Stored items
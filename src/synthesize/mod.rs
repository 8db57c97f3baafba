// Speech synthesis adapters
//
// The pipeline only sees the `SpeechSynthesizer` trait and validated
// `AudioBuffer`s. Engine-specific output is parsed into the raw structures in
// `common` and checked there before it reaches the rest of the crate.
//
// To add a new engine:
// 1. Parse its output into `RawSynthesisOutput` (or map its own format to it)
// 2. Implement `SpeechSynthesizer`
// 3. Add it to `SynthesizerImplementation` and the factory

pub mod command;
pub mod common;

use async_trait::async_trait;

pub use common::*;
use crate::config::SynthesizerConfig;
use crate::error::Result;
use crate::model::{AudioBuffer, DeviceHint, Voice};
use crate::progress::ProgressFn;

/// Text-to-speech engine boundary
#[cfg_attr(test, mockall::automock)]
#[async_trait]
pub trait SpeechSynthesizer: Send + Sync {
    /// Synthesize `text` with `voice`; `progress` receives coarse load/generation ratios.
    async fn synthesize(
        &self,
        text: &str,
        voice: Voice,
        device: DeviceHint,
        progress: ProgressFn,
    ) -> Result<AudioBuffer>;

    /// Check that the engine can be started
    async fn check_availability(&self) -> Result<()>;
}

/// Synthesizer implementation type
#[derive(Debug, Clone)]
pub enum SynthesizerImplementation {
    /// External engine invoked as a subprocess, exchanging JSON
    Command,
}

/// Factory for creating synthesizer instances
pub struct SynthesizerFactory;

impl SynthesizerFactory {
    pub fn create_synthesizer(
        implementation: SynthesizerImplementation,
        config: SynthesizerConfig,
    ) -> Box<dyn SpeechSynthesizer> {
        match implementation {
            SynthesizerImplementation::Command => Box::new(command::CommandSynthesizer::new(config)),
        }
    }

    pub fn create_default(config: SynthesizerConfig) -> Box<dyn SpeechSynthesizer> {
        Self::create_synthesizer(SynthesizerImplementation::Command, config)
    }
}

--

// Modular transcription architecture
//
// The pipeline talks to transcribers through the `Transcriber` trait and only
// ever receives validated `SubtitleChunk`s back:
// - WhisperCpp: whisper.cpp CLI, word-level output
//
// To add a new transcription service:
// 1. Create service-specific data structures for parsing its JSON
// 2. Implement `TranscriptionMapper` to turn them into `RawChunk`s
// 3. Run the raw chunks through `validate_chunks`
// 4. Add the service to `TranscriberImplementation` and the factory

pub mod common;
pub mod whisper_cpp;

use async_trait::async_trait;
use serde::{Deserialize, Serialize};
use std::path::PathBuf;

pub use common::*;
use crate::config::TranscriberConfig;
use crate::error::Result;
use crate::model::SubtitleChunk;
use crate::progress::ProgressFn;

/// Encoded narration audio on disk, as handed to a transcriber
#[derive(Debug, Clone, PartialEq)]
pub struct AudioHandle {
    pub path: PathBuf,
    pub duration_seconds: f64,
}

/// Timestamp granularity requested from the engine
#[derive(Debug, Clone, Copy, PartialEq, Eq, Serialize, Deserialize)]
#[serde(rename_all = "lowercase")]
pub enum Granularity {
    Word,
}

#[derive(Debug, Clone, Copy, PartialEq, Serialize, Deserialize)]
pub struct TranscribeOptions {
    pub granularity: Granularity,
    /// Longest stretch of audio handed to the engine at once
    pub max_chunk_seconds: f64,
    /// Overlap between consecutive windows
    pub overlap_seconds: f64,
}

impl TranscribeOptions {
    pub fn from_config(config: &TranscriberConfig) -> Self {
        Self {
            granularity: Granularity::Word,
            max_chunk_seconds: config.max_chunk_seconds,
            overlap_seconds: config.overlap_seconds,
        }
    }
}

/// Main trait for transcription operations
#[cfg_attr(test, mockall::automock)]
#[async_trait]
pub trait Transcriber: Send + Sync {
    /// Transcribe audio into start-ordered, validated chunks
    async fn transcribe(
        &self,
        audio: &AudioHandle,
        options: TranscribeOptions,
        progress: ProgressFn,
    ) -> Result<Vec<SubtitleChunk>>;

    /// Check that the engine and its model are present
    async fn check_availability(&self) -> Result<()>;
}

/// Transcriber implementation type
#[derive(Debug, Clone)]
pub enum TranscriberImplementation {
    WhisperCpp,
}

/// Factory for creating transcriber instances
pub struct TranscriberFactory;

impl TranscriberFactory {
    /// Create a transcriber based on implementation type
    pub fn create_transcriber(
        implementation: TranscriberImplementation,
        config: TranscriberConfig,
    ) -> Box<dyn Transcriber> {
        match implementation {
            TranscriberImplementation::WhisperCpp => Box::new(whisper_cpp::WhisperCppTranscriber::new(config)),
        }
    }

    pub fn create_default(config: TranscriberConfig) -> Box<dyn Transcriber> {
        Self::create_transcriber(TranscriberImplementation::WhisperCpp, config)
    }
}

* * *

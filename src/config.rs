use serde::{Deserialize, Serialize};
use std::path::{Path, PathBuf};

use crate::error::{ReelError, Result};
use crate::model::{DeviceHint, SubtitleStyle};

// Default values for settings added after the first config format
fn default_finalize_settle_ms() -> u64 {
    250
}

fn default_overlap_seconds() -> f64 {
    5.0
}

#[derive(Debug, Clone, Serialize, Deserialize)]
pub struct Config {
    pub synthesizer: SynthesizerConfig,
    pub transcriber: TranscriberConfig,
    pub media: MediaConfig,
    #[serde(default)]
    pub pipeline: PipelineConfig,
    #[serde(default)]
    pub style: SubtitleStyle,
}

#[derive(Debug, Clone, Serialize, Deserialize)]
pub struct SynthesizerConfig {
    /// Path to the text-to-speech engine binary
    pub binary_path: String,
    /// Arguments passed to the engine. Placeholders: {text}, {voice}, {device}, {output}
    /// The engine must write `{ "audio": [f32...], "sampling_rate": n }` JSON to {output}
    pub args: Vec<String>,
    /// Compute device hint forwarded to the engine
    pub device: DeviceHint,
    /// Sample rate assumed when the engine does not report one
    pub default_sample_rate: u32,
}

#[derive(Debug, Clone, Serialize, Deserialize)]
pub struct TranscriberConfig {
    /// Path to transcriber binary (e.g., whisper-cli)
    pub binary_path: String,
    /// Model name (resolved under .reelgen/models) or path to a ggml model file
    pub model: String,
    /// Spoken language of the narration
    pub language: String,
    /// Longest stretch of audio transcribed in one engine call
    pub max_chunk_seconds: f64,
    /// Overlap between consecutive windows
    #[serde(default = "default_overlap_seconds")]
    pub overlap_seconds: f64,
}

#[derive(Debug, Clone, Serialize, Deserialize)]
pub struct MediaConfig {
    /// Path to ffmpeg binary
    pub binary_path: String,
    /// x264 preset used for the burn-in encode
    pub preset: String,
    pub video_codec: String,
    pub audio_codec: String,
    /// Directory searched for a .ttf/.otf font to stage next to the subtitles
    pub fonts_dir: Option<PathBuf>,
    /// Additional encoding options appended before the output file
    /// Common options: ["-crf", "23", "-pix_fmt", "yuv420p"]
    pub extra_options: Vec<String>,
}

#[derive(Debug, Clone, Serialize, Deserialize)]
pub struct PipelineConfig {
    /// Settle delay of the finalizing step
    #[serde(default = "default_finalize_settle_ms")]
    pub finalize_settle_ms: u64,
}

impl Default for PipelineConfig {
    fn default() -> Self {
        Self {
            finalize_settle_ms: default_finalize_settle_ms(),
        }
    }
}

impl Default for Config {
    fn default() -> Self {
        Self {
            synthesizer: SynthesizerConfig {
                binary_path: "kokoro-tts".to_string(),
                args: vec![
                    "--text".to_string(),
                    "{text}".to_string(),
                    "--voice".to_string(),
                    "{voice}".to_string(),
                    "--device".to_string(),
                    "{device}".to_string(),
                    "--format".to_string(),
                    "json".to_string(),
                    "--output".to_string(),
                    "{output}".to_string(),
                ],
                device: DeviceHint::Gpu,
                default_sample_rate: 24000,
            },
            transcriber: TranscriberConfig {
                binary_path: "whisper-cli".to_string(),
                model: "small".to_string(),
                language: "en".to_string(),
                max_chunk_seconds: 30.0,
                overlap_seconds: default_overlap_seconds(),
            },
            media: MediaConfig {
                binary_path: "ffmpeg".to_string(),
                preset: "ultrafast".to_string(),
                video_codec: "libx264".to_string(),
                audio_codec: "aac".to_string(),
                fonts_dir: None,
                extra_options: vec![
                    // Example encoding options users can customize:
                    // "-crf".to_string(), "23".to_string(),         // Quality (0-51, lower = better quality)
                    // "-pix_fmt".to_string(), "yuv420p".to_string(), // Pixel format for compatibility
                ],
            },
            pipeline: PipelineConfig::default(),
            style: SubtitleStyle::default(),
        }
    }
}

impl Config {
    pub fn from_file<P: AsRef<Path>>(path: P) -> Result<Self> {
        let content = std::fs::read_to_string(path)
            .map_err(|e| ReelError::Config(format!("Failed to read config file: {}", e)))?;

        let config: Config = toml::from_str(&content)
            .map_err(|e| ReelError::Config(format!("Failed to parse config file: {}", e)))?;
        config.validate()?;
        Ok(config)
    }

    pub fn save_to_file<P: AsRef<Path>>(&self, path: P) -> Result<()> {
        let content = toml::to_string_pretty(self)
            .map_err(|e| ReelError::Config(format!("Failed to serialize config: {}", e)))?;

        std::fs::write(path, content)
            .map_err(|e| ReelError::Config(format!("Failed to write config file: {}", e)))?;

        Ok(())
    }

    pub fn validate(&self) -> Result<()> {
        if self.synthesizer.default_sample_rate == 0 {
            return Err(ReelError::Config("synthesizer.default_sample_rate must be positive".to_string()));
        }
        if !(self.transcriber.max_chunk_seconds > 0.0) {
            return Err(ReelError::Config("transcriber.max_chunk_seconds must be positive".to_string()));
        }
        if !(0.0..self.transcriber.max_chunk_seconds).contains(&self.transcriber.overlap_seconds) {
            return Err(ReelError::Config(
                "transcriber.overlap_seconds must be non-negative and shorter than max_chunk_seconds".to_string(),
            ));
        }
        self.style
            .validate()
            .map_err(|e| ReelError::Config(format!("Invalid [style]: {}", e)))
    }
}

→ Task description
Tell how many lines in the records above contain "enum", giving the number and no other words.

→ Exercise output
3